**Exercise directions:**
Lines before the one containing "pub fn sign<R: RngCore" are left out; output the rest of the data exactly, through the final line.

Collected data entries
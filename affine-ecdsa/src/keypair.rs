use crate::arithmetic::AffinePoint;
use crate::ecdsa::{self, Signature};
use crate::hasher::MessageDigest;
use crate::rng::random_scalar;
use crate::{Curve, Error, Result};

use num_bigint::BigInt;
use rand_core::{CryptoRng, RngCore};

/// A private scalar `d` and its public point `Q = dG` on a given curve.
///
/// Messages are hashed with SHA-256 and truncated to the curve order
/// before signing.
#[derive(Clone, Debug, PartialEq, Eq)]
pub struct Keypair {
    privkey: BigInt,
    pubkey: AffinePoint,
}

impl Keypair {
    pub fn new(curve: &Curve, privkey: BigInt) -> Result<Self> {
        let pubkey = curve.multiply_generator(&privkey)?;
        Ok(Self { privkey, pubkey })
    }

    pub fn new_checked(curve: &Curve, privkey: BigInt, pubkey: AffinePoint) -> Result<Self> {
        let keypair = Self::new(curve, privkey)?;
        if keypair.pubkey != pubkey {
            Err(Error::KeypairMismatch)
        } else {
            Ok(keypair)
        }
    }

    pub fn random<R: RngCore + CryptoRng + ?Sized>(curve: &Curve, rng: &mut R) -> Result<Self> {
        Self::new(curve, random_scalar(rng, curve.order())?)
    }

    pub fn privkey(&self) -> &BigInt {
        &self.privkey
    }

    pub fn pubkey(&self) -> &AffinePoint {
        &self.pubkey
    }

    pub fn sign<R: RngCore + CryptoRng + ?Sized>(
        &self,
        curve: &Curve,
        msg: &[u8],
        rng: &mut R,
    ) -> Result<Signature> {
        let e = MessageDigest::Sha256.hash_to_scalar(curve, msg);
        ecdsa::sign_with_rng(curve, &self.privkey, &e, rng)
    }

    pub fn verify(&self, curve: &Curve, msg: &[u8], signature: &Signature) -> bool {
        let e = MessageDigest::Sha256.hash_to_scalar(curve, msg);
        ecdsa::verify(curve, &self.pubkey, &e, signature)
    }
}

**Solution:**
    pub fn sign<R: RngCore + CryptoRng + ?Sized>(
        &self,
        curve: &Curve,
        msg: &[u8],
        rng: &mut R,
    ) -> Result<Signature> {
        let e = MessageDigest::Sha256.hash_to_scalar(curve, msg);
        ecdsa::sign_with_rng(curve, &self.privkey, &e, rng)
    }

    pub fn verify(&self, curve: &Curve, msg: &[u8], signature: &Signature) -> bool {
        let e = MessageDigest::Sha256.hash_to_scalar(curve, msg);
        ecdsa::verify(curve, &self.pubkey, &e, signature)
    }
}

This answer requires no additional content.